Saint Barnabas Medical Center recently unveiled a new five-story, 241,000-square-foot addition to its Livingston, N.J., medical center that was designed with input from patients, family members and staff.
The new Cooperman Family Pavilion is the cornerstone of a campus transformation at Saint Barnabas Medical Center, a flagship facility of RWJBarnabas Health.
With its towering glass entrance, the pavilion will become the new point of entry for all patients and visitors to the medical center.

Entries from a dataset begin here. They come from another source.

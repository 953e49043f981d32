//! Bounded-Hamming signature stores.
//!
//! Every variant implements the same small capability surface, [`Store`]:
//! append `(sig, docid)` pairs, freeze with `finish`, then answer
//! `find(sig)` with every docid whose signature lies within the schedule's
//! Hamming bound. Which variant a caller gets is a load-time configuration
//! decision; nothing about the variant leaks through the trait.

pub mod small;

use hashbrown::HashSet;
use rayon::prelude::*;

use crate::permute::Schedule;
use crate::table::PermTable;
use crate::zstore::ZTable;
use crate::{permute, Error, Result};

pub use small::SmallStore3;

// ============================================================================
// Store trait — the variant-erased capability surface
// ============================================================================

/// The contract between the index loader / HTTP surface and a store variant.
///
/// `add` is build-time only and single-threaded; `finish` freezes the store
/// (sorting its tables through the rayon pool, returning only when every
/// table is done); `find` is read-only and safe to call from any number of
/// threads afterwards.
pub trait Store: Send + Sync {
    fn add(&mut self, sig: u64, docid: u64);

    /// Every docid within the store's Hamming bound of `sig`. No duplicate
    /// docids; no guaranteed order; empty (not an error) on an empty store.
    fn find(&self, sig: u64) -> Vec<u64>;

    fn finish(&mut self);

    /// Number of `(sig, docid)` pairs added.
    fn len(&self) -> usize;

    fn is_empty(&self) -> bool {
        self.len() == 0
    }

    /// Compressed-block decode failures swallowed on the query path.
    fn corrupt_blocks(&self) -> u64 {
        0
    }
}

// ============================================================================
// DenseStore — one (permuted hash, docid) table per permutation
// ============================================================================

/// Uncompressed store: each permutation owns a full [`PermTable`], so a
/// query resolves to docids without ever leaving the table.
pub struct DenseStore<S: Schedule> {
    tables: Vec<PermTable>,
    entries: usize,
    _schedule: std::marker::PhantomData<S>,
}

/// Dense store at Hamming bound 3 (16 tables).
pub type Store3 = DenseStore<permute::K3>;
/// Dense store at Hamming bound 6 (49 tables).
pub type Store6 = DenseStore<permute::K6>;

impl<S: Schedule> DenseStore<S> {
    /// `hashes` is the expected corpus size, used to preallocate each table.
    pub fn new(hashes: usize) -> Self {
        Self {
            tables: (0..S::TABLES).map(|_| PermTable::with_capacity(hashes)).collect(),
            entries: 0,
            _schedule: std::marker::PhantomData,
        }
    }
}

impl<S: Schedule> Store for DenseStore<S> {
    fn add(&mut self, sig: u64, docid: u64) {
        for p in S::permutations(sig) {
            self.tables[p.number].push(p.sig, docid);
        }
        self.entries += 1;
    }

    fn find(&self, sig: u64) -> Vec<u64> {
        let mut seen = HashSet::new();
        let mut ids = Vec::new();
        for p in S::permutations(sig) {
            for docid in self.tables[p.number].find(p.sig, p.mask, S::MAX_DISTANCE) {
                if seen.insert(docid) {
                    ids.push(docid);
                }
            }
        }
        ids
    }

    fn finish(&mut self) {
        self.tables.par_iter_mut().for_each(PermTable::finish);
    }

    fn len(&self) -> usize {
        self.entries
    }
}

// ============================================================================
// CompressedStore — hash-only ZTables plus one docid-lookup table
// ============================================================================

/// Compressed store: each permutation keeps only its permuted hashes in a
/// [`ZTable`]; docids live in a single table keyed by the original
/// signature. A query therefore runs in two steps: collect matching
/// permuted hashes, unshuffle them back to original signatures, then
/// resolve those through the docid table.
pub struct CompressedStore<S: Schedule> {
    rhashes: Vec<ZTable>,
    docids: PermTable,
    _schedule: std::marker::PhantomData<S>,
}

/// Compressed store at Hamming bound 3.
pub type ZStore3 = CompressedStore<permute::K3>;
/// Compressed store at Hamming bound 6.
pub type ZStore6 = CompressedStore<permute::K6>;

impl<S: Schedule> CompressedStore<S> {
    pub fn new(hashes: usize) -> Self {
        Self {
            rhashes: (0..S::TABLES).map(|_| ZTable::with_capacity(hashes)).collect(),
            docids: PermTable::with_capacity(hashes),
            _schedule: std::marker::PhantomData,
        }
    }
}

impl<S: Schedule> Store for CompressedStore<S> {
    fn add(&mut self, sig: u64, docid: u64) {
        self.docids.push(sig, docid);
        for p in S::permutations(sig) {
            self.rhashes[p.number].add(p.sig);
        }
    }

    fn find(&self, sig: u64) -> Vec<u64> {
        if self.docids.is_empty() {
            return Vec::new();
        }

        let mut candidates = HashSet::new();
        for p in S::permutations(sig) {
            for hash in self.rhashes[p.number].find(p.sig, p.mask, S::MAX_DISTANCE) {
                candidates.insert(S::unshuffle(hash, p.number));
            }
        }

        let mut seen = HashSet::new();
        let mut ids = Vec::new();
        for candidate in candidates {
            for docid in self.docids.lookup(candidate) {
                if seen.insert(docid) {
                    ids.push(docid);
                }
            }
        }
        ids
    }

    fn finish(&mut self) {
        let docids = &mut self.docids;
        let rhashes = &mut self.rhashes;
        rayon::join(
            || docids.finish(),
            || rhashes.par_iter_mut().for_each(ZTable::finish),
        );
    }

    fn len(&self) -> usize {
        self.docids.len()
    }

    fn corrupt_blocks(&self) -> u64 {
        self.rhashes.iter().map(ZTable::corrupt_blocks).sum()
    }
}

// ============================================================================
// Factory
// ============================================================================

/// Pick the store variant for a configuration.
///
/// `size` is the Hamming bound (3 or 6), `small` selects the bucketed
/// small-corpus layout (bound 3 only), `compressed` selects the ZTable
/// variants, and `hashes` is the expected corpus size for preallocation.
pub fn for_config(size: u32, small: bool, compressed: bool, hashes: usize) -> Result<Box<dyn Store>> {
    match (size, small, compressed) {
        (3, true, false) => Ok(Box::new(SmallStore3::new(hashes))),
        (3, true, true) => {
            Err(Error::Config("small and compressed stores are mutually exclusive".into()))
        }
        (3, false, false) => Ok(Box::new(Store3::new(hashes))),
        (3, false, true) => Ok(Box::new(ZStore3::new(hashes))),
        (6, false, false) => Ok(Box::new(Store6::new(hashes))),
        (6, false, true) => Ok(Box::new(ZStore6::new(hashes))),
        (6, true, _) => Err(Error::Config("small store layout requires size 3".into())),
        (other, _, _) => Err(Error::StoreSize(other)),
    }
}

#[cfg(test)]
mod tests {
    use super::*;
    use crate::hamming;
    use rand::{rngs::StdRng, Rng, SeedableRng};

    fn flip_bits(rng: &mut StdRng, sig: u64, bits: u32) -> u64 {
        let mut q = sig;
        for _ in 0..bits {
            q ^= 1u64 << rng.gen_range(0..64u32);
        }
        q
    }

    fn recall_holds(store: &mut dyn Store, max_distance: u32) {
        let mut rng = StdRng::seed_from_u64(0x5eed);
        let planted = 0x0011223344556677u64;

        for i in 0..2_000u64 {
            store.add(rng.gen(), i);
        }
        store.add(planted, 0xdeadbeef);
        store.finish();

        for _ in 0..500 {
            let bits = rng.gen_range(0..=max_distance);
            let q = flip_bits(&mut rng, planted, bits);
            let found = store.find(q);
            assert!(
                found.contains(&0xdeadbeef),
                "query {q:#018x} at {bits} flips missed the planted docid"
            );
        }
    }

    #[test]
    fn dense3_recall() {
        recall_holds(&mut Store3::new(0), 3);
    }

    #[test]
    fn dense6_recall() {
        recall_holds(&mut Store6::new(0), 6);
    }

    #[test]
    fn compressed3_recall() {
        recall_holds(&mut ZStore3::new(0), 3);
    }

    #[test]
    fn compressed6_recall() {
        recall_holds(&mut ZStore6::new(0), 6);
    }

    #[test]
    fn small3_recall() {
        recall_holds(&mut SmallStore3::new(0), 3);
    }

    #[test]
    fn empty_store_finds_nothing() {
        let mut s = Store3::new(0);
        s.finish();
        assert!(s.find(0xdeadbeef).is_empty());

        let mut z = ZStore6::new(0);
        z.finish();
        assert!(z.find(0xdeadbeef).is_empty());
    }

    #[test]
    fn duplicate_inserts_yield_one_docid() {
        let mut s = Store3::new(0);
        s.add(42, 7);
        s.add(42, 7);
        s.finish();
        assert_eq!(s.find(42), vec![7]);

        let mut z = ZStore3::new(0);
        z.add(42, 7);
        z.add(42, 7);
        z.finish();
        assert_eq!(z.find(42), vec![7]);
    }

    #[test]
    fn soundness_within_bound() {
        let mut rng = StdRng::seed_from_u64(99);
        let mut sigs = Vec::new();
        let mut s = ZStore6::new(0);
        for i in 0..3_000u64 {
            let sig = rng.gen();
            sigs.push(sig);
            s.add(sig, i);
        }
        s.finish();

        for _ in 0..50 {
            let q: u64 = rng.gen();
            for docid in s.find(q) {
                let sig = sigs[docid as usize];
                assert!(
                    hamming::distance(sig, q) <= 6,
                    "docid {docid} at distance {} exceeds the bound",
                    hamming::distance(sig, q)
                );
            }
        }
    }

    #[test]
    fn factory_rejects_bad_sizes_and_combos() {
        assert!(matches!(for_config(5, false, false, 0), Err(Error::StoreSize(5))));
        assert!(matches!(for_config(6, true, false, 0), Err(Error::Config(_))));
        assert!(matches!(for_config(3, true, true, 0), Err(Error::Config(_))));
        assert!(for_config(3, true, false, 0).is_ok());
        assert!(for_config(6, false, true, 0).is_ok());
    }
}
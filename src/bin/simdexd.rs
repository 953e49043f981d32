//! Process entry point: load the corpus, build the index, serve queries,
//! rebuild-and-swap on SIGHUP.

use std::process;
use std::sync::Arc;
use std::time::Duration;

use clap::Parser;
use tracing::{error, info};
use tracing_subscriber::EnvFilter;

use simdex::loader::{self, IndexHandle};
use simdex::server::{self, AppState};
use simdex::Config;

fn init_logging(verbose: bool) {
    let default = if verbose { "simdex=debug,simdexd=debug,info" } else { "info" };
    let filter = EnvFilter::try_from_default_env().unwrap_or_else(|_| EnvFilter::new(default));
    tracing_subscriber::fmt().with_env_filter(filter).init();
}

#[tokio::main]
async fn main() {
    let cfg = Config::parse();
    init_logging(cfg.verbose);

    if let Err(e) = run(cfg).await {
        error!("{e}");
        process::exit(1);
    }
}

async fn run(cfg: Config) -> simdex::Result<()> {
    cfg.validate()?;

    if let Some(cpus) = cfg.cpus {
        rayon::ThreadPoolBuilder::new()
            .num_threads(cpus)
            .build_global()
            .map_err(|e| simdex::Error::Config(format!("cannot size worker pool: {e}")))?;
    }

    let index = loader::build_index(&cfg)?;
    let handle = Arc::new(IndexHandle::new(index));
    let state = AppState::new(handle.clone());

    #[cfg(unix)]
    spawn_reload_task(cfg.clone(), handle.clone());

    if let Some(endpoint) = cfg.telemetry.clone() {
        spawn_stats_task(endpoint, state.clone());
    }

    let app = server::router(&cfg, state);
    let listener = tokio::net::TcpListener::bind(("0.0.0.0", cfg.port)).await?;
    info!(port = cfg.port, "listening");
    axum::serve(listener, app).await?;
    Ok(())
}

/// SIGHUP rebuilds off the request path and publishes atomically; a failed
/// rebuild leaves the current index serving.
#[cfg(unix)]
fn spawn_reload_task(cfg: Config, handle: Arc<IndexHandle>) {
    tokio::spawn(async move {
        use tokio::signal::unix::{signal, SignalKind};

        let mut hangup = match signal(SignalKind::hangup()) {
            Ok(s) => s,
            Err(e) => {
                error!("cannot install reload handler: {e}");
                return;
            }
        };

        while hangup.recv().await.is_some() {
            info!("reload signal received, rebuilding index");
            let build_cfg = cfg.clone();
            let built =
                tokio::task::spawn_blocking(move || loader::build_index(&build_cfg)).await;
            match built {
                Ok(Ok(index)) => {
                    handle.publish(index);
                    info!("new index published");
                }
                Ok(Err(e)) => error!("rebuild failed, keeping current index: {e}"),
                Err(e) => error!("rebuild task died, keeping current index: {e}"),
            }
        }
    });
}

/// Periodic counter report while a telemetry endpoint is configured.
/// Counters are emitted through the log pipeline; shipping them onto the
/// wire is the collector's job, not the index's.
fn spawn_stats_task(endpoint: String, state: AppState) {
    tokio::spawn(async move {
        let mut tick = tokio::time::interval(Duration::from_secs(60));
        loop {
            tick.tick().await;
            let index = state.index.snapshot();
            info!(
                target: "simdex::stats",
                endpoint = %endpoint,
                queries = state.queries.load(std::sync::atomic::Ordering::Relaxed),
                records = index.records,
                corrupt_blocks = index.corrupt_blocks(),
                "stats"
            );
        }
    });
}
use std::time::Duration;

use anyhow::{bail, Result};
use reqwest::Client;
use serde::Deserialize;

fn truncate_for_log(mut s: String, max_len: usize) -> String {
    if s.len() > max_len {
        // Back off to a char boundary; a fixed byte cut can split a
        // multi-byte character and panic.
        let mut cut = max_len;
        while !s.is_char_boundary(cut) {
            cut -= 1;
        }
        s.truncate(cut);
        s.push_str("…");
    }
    s
}

/// One hit returned by the search engine. Only the link is consumed; the
/// engine's ranking order is the tie-break signal downstream.
#[derive(Debug, Clone, Deserialize)]
pub struct SearchHit {
    pub link: String,
}

/// Web-search collaborator. The resolution pipeline only ever issues a query
/// and reads back the ranked links, so the seam is exactly that.
#[async_trait::async_trait]
pub trait SearchProvider: Send + Sync {
    async fn search(&self, query: &str) -> Result<Vec<SearchHit>>;
}

/// Google Custom Search JSON API client.
///
/// Base: https://www.googleapis.com/
/// Endpoint: GET /customsearch/v1?key=..&cx=..&q=..
///
/// Engine scope (which sites are searched) lives in the `cx` engine
/// configuration, not here. No retry and no quota handling: a failed call
/// surfaces as an error and the caller decides what to do with the row.
#[derive(Debug, Clone)]
pub struct CustomSearchProvider {
    base_url: String,
    http: Client,
    api_key: String,
    engine_id: String,
}

#[derive(Debug, Deserialize)]
struct SearchResponse {
    // Absent entirely when the query has no results.
    #[serde(default)]
    items: Vec<SearchHit>,
}

impl CustomSearchProvider {
    pub fn new(base_url: Option<&str>, api_key: &str, engine_id: &str) -> Result<Self> {
        let base_url = base_url
            .unwrap_or("https://www.googleapis.com")
            .trim_end_matches('/')
            .to_string();
        let http = Client::builder()
            .user_agent("cardcube/0.1")
            .timeout(Duration::from_secs(15))
            .build()?;

        Ok(Self {
            base_url,
            http,
            api_key: api_key.to_string(),
            engine_id: engine_id.to_string(),
        })
    }
}

#[async_trait::async_trait]
impl SearchProvider for CustomSearchProvider {
    async fn search(&self, query: &str) -> Result<Vec<SearchHit>> {
        let url = format!("{}/customsearch/v1", self.base_url);
        let resp = self
            .http
            .get(&url)
            .query(&[
                ("key", self.api_key.as_str()),
                ("cx", self.engine_id.as_str()),
                ("q", query),
            ])
            .send()
            .await?;

        let status = resp.status();
        if !status.is_success() {
            let body = resp.text().await.unwrap_or_default();
            bail!(
                "custom search returned {status}: {}",
                truncate_for_log(body, 300)
            );
        }

        let payload: SearchResponse = resp.json().await?;
        Ok(payload.items)
    }
}

#[cfg(test)]
mod tests {
    use super::*;

    #[test]
    fn missing_items_deserializes_to_empty() {
        let payload: SearchResponse = serde_json::from_str("{}").unwrap();
        assert!(payload.items.is_empty());
    }

    #[test]
    fn truncation_backs_off_to_a_char_boundary() {
        // "é" is two bytes; byte 300 lands inside it.
        let body = format!("{}é", "a".repeat(299));
        let out = truncate_for_log(body, 300);
        assert_eq!(out, format!("{}…", "a".repeat(299)));
    }

    #[test]
    fn short_bodies_pass_through_untruncated() {
        assert_eq!(truncate_for_log("oops".into(), 300), "oops");
    }

    #[test]
    fn items_keep_provider_order() {
        let payload: SearchResponse = serde_json::from_str(
            r#"{"items":[{"link":"https://a"},{"link":"https://b"}]}"#,
        )
        .unwrap();
        let links: Vec<&str> = payload.items.iter().map(|h| h.link.as_str()).collect();
        assert_eq!(links, ["https://a", "https://b"]);
    }
}
use std::sync::LazyLock;

use regex::Regex;

static TRAILING_DIGITS: LazyLock<Regex> =
    LazyLock::new(|| Regex::new(r"[0-9]+$").expect("trailing digits pattern"));

// Level-X variant pages carry the variant's own digits, not the collector
// number, and must be left alone.
static LEVEL_X_SUFFIX: LazyLock<Regex> =
    LazyLock::new(|| Regex::new(r"-lv[0-9]+$").expect("level-x suffix pattern"));

/// Rewrites the URL's trailing digit run to the card's collector number.
///
/// Storefront product URLs sometimes end in an internal numeric id; the cube
/// tracks the printed collector number, so the suffix is repaired here.
/// Returns the URL unchanged when the number is empty, when the URL already
/// ends with it, or when the URL ends with `-lv<digits>`.
pub fn reconcile_number(url: &str, number: &str) -> String {
    if number.is_empty() || url.ends_with(number) || LEVEL_X_SUFFIX.is_match(url) {
        return url.to_string();
    }
    TRAILING_DIGITS.replace(url, number).into_owned()
}
use tracing::{debug, info, warn};

use crate::providers::search::SearchProvider;
use crate::providers::sheets::{CardRow, CellUpdate};
use crate::resolver::number::reconcile_number;
use crate::resolver::query::build_query;
use crate::resolver::scorer::select_candidate;

/// Per-row result. No error variant: everything that goes wrong inside a row
/// folds into `Skipped` so sibling rows are unaffected.
#[derive(Debug, Clone, PartialEq, Eq)]
pub enum Outcome {
    Skipped,
    Resolved(CellUpdate),
}

/// Resolves one catalog row to a purchase link.
///
/// Skips the header row, rows without a name, and rows whose link cell is
/// already filled (an earlier run's answer is never overwritten). Otherwise
/// searches, scores the hits, reconciles the trailing number and emits the
/// cell update.
pub async fn resolve_row(search: &dyn SearchProvider, row: &CardRow) -> Outcome {
    if row.row_index < 2 {
        return Outcome::Skipped;
    }
    if row.name.is_empty() {
        debug!(row = row.row_index, "no card name; skipping");
        return Outcome::Skipped;
    }

    info!(card = row.row_index - 1, name = %row.name, "resolving card");

    if !row.existing_link.is_empty() {
        debug!(row = row.row_index, "link already present; skipping");
        return Outcome::Skipped;
    }

    let query = build_query(&row.name, &row.set, &row.number);
    debug!(row = row.row_index, query = %query, "issuing search");

    let hits = match search.search(&query).await {
        Ok(hits) => hits,
        Err(err) => {
            warn!(row = row.row_index, error = %err, "search failed; skipping row");
            return Outcome::Skipped;
        }
    };
    if hits.is_empty() {
        info!(row = row.row_index, "search returned nothing; skipping");
        return Outcome::Skipped;
    }

    let Some(candidate) = select_candidate(&hits, &row.name, &row.set) else {
        return Outcome::Skipped;
    };
    let value = reconcile_number(candidate, &row.number);

    Outcome::Resolved(CellUpdate {
        row_index: row.row_index,
        value,
    })
}

#[cfg(test)]
mod tests {
    use super::*;
    use anyhow::{anyhow, Result};

    use crate::providers::search::SearchHit;

    struct StubSearch {
        links: Vec<&'static str>,
        fail: bool,
    }

    #[async_trait::async_trait]
    impl SearchProvider for StubSearch {
        async fn search(&self, _query: &str) -> Result<Vec<SearchHit>> {
            if self.fail {
                return Err(anyhow!("quota exhausted"));
            }
            Ok(self
                .links
                .iter()
                .map(|l| SearchHit { link: (*l).to_string() })
                .collect())
        }
    }

    fn card(row_index: usize) -> CardRow {
        CardRow {
            row_index,
            name: "Pikachu".into(),
            number: "58".into(),
            set: "Base Set".into(),
            existing_link: String::new(),
        }
    }

    const HIT: &str = "https://shop.example.com/pokemon/base-set/pikachu-99";

    #[tokio::test]
    async fn header_row_is_never_resolved() {
        let search = StubSearch { links: vec![HIT], fail: false };
        assert_eq!(resolve_row(&search, &card(1)).await, Outcome::Skipped);
    }

    #[tokio::test]
    async fn nameless_rows_are_skipped() {
        let search = StubSearch { links: vec![HIT], fail: false };
        let mut row = card(3);
        row.name = String::new();
        assert_eq!(resolve_row(&search, &row).await, Outcome::Skipped);
    }

    #[tokio::test]
    async fn filled_link_cells_are_never_overwritten() {
        let search = StubSearch { links: vec![HIT], fail: false };
        let mut row = card(3);
        row.existing_link = "https://x/already-there".into();
        assert_eq!(resolve_row(&search, &row).await, Outcome::Skipped);
    }

    #[tokio::test]
    async fn empty_search_results_skip_the_row() {
        let search = StubSearch { links: vec![], fail: false };
        assert_eq!(resolve_row(&search, &card(3)).await, Outcome::Skipped);
    }

    #[tokio::test]
    async fn a_failed_search_folds_into_skipped() {
        let search = StubSearch { links: vec![], fail: true };
        assert_eq!(resolve_row(&search, &card(3)).await, Outcome::Skipped);
    }

    #[tokio::test]
    async fn resolves_and_reconciles_the_collector_number() {
        let search = StubSearch { links: vec![HIT], fail: false };
        let outcome = resolve_row(&search, &card(4)).await;
        assert_eq!(
            outcome,
            Outcome::Resolved(CellUpdate {
                row_index: 4,
                value: "https://shop.example.com/pokemon/base-set/pikachu-58".into(),
            })
        );
    }
}
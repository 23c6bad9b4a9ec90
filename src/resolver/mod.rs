pub mod number;
pub mod query;
pub mod row;
pub mod scorer;
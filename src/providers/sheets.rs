use std::time::Duration;

use anyhow::{bail, Result};
use reqwest::Client;
use serde::{Deserialize, Serialize};

// Grid columns consumed, by position.
const NAME_COL: usize = 0;
const NUMBER_COL: usize = 1;
const SET_COL: usize = 2;
const LINK_COL: usize = 5;

/// A1-notation column the resolved link is written back to (column index 5).
const LINK_COLUMN: &str = "F";

/// One catalog entry read from the grid. Missing cells come through as empty
/// strings; `row_index` is the 1-based grid position and is the row's stable
/// identity for the write-back.
#[derive(Debug, Clone)]
pub struct CardRow {
    pub row_index: usize,
    pub name: String,
    pub number: String,
    pub set: String,
    pub existing_link: String,
}

/// Resolved outcome for one row: the URL to write into the link column.
#[derive(Debug, Clone, PartialEq, Eq)]
pub struct CellUpdate {
    pub row_index: usize,
    pub value: String,
}

/// Spreadsheet collaborator: read the grid once, write one batch back.
#[async_trait::async_trait]
pub trait SheetStore: Send + Sync {
    async fn fetch_rows(&self) -> Result<Vec<CardRow>>;
    /// Single batched write. Callers never pass an empty slice.
    async fn commit_updates(&self, updates: &[CellUpdate]) -> Result<()>;
}

/// Google Sheets values API client.
///
/// Reads `values/A:Z` of the first sheet and writes each resolved link to
/// `F{row}` via `values:batchUpdate`. Auth is an injected bearer token; the
/// flow that obtains it is outside this binary.
#[derive(Debug, Clone)]
pub struct SheetsStore {
    base_url: String,
    http: Client,
    sheet_id: String,
    token: String,
}

#[derive(Debug, Deserialize)]
struct ValueRange {
    #[serde(default)]
    values: Vec<Vec<String>>,
}

#[derive(Debug, Serialize)]
struct UpdateRange<'a> {
    range: String,
    values: [[&'a str; 1]; 1],
}

#[derive(Debug, Serialize)]
#[serde(rename_all = "camelCase")]
struct BatchUpdateBody<'a> {
    value_input_option: &'static str,
    data: Vec<UpdateRange<'a>>,
}

fn cell(row: &[String], col: usize) -> String {
    row.get(col).cloned().unwrap_or_default()
}

/// Maps raw grid rows onto [`CardRow`]s, assigning 1-based row indices.
fn rows_from_values(values: Vec<Vec<String>>) -> Vec<CardRow> {
    values
        .into_iter()
        .enumerate()
        .map(|(i, row)| CardRow {
            row_index: i + 1,
            name: cell(&row, NAME_COL),
            number: cell(&row, NUMBER_COL),
            set: cell(&row, SET_COL),
            existing_link: cell(&row, LINK_COL),
        })
        .collect()
}

fn update_ranges(updates: &[CellUpdate]) -> Vec<UpdateRange<'_>> {
    updates
        .iter()
        .map(|u| UpdateRange {
            range: format!("{LINK_COLUMN}{}", u.row_index),
            values: [[u.value.as_str()]],
        })
        .collect()
}

impl SheetsStore {
    pub fn new(base_url: Option<&str>, sheet_id: &str, token: &str) -> Result<Self> {
        let base_url = base_url
            .unwrap_or("https://sheets.googleapis.com")
            .trim_end_matches('/')
            .to_string();
        let http = Client::builder()
            .user_agent("cardcube/0.1")
            .timeout(Duration::from_secs(30))
            .build()?;

        Ok(Self {
            base_url,
            http,
            sheet_id: sheet_id.to_string(),
            token: token.to_string(),
        })
    }
}

#[async_trait::async_trait]
impl SheetStore for SheetsStore {
    async fn fetch_rows(&self) -> Result<Vec<CardRow>> {
        let url = format!(
            "{}/v4/spreadsheets/{}/values/A:Z",
            self.base_url, self.sheet_id
        );
        let resp = self
            .http
            .get(&url)
            .bearer_auth(&self.token)
            .send()
            .await?;

        let status = resp.status();
        if !status.is_success() {
            bail!("sheet fetch returned {status}");
        }

        let payload: ValueRange = resp.json().await?;
        Ok(rows_from_values(payload.values))
    }

    async fn commit_updates(&self, updates: &[CellUpdate]) -> Result<()> {
        let url = format!(
            "{}/v4/spreadsheets/{}/values:batchUpdate",
            self.base_url, self.sheet_id
        );
        let body = BatchUpdateBody {
            value_input_option: "RAW",
            data: update_ranges(updates),
        };
        let resp = self
            .http
            .post(&url)
            .bearer_auth(&self.token)
            .json(&body)
            .send()
            .await?;

        let status = resp.status();
        if !status.is_success() {
            bail!("sheet batch update returned {status}");
        }
        Ok(())
    }
}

The beautiful, natural light-infused building reflects evidence-based approaches to promoting healing and improving care.
The pavilion will encompass 114 new private rooms and an expansive 56-bassinet neonatal intensive care unit (NICU), which is five times the size of the previous NICU.
It also provides spaces for outpatient diagnostic services, including noninvasive cardiology, cardiopulmonary and neurodiagnostics lab, endoscopy lab and preadmission testing; a central registration area; and a same-day surgery suite lounge. A new three-story parking garage can accommodate more than 400 vehicles.
"The Cooperman Family Pavilion was designed specifically to create a more comfortable and healing environment for our patients, one that encourages families and caregivers to be active participants in the healing process," says Stephen Zieniewicz, president and CEO, Saint Barnabas Medical Center.
The private rooms can accommodate a family member for an overnight stay and many rooms have floor-to-ceiling windows to let in natural light, Zieniewicz says. Family conference areas and waiting rooms are available to provide privacy.
“All of these amenities are critical in offering the most comforting environment to stimulate healing," he explains.
In designing the Cooperman Family Pavilion, the design team worked with the project architects, under the direction of Francis Cauffman, and researched industry best practices on family-centered care.
Patients, family members, community members, physicians and staff all provided design input to reduce the risk of falls, decrease noise, increase natural lighting, increase access to patients and provide a welcoming, homelike environment.
The result was design details such as curb-free showers to prevent falls, use of acoustical materials to lessen noise and hybrid operating suites that allow surgeons to transfer easily from minimally invasive to open procedures.
The plan for the NICU was influenced by the patient advisory council, which brings together former patients' families for their perspective on how to provide better care and services to families in that unit.
Based on this information, the NICU will have a series of single rooms in a pod design that allows families to bond with their babies within a few steps of nearby medical staff.
Two new family rooms offer parents the opportunity to stay overnight and care for their baby within the hospital environment prior to their discharge, further reducing anxiety and facilitating the transition home.
"We understood the value of speaking with our patients and families about what they wanted and needed in a hospital environment," Zieniewicz says.
"The project has truly been collaborative and I firmly believe we have the right amenities, structures and state-of-the-art technologies to provide the ultimate in patient care for our communities for the future," he notes.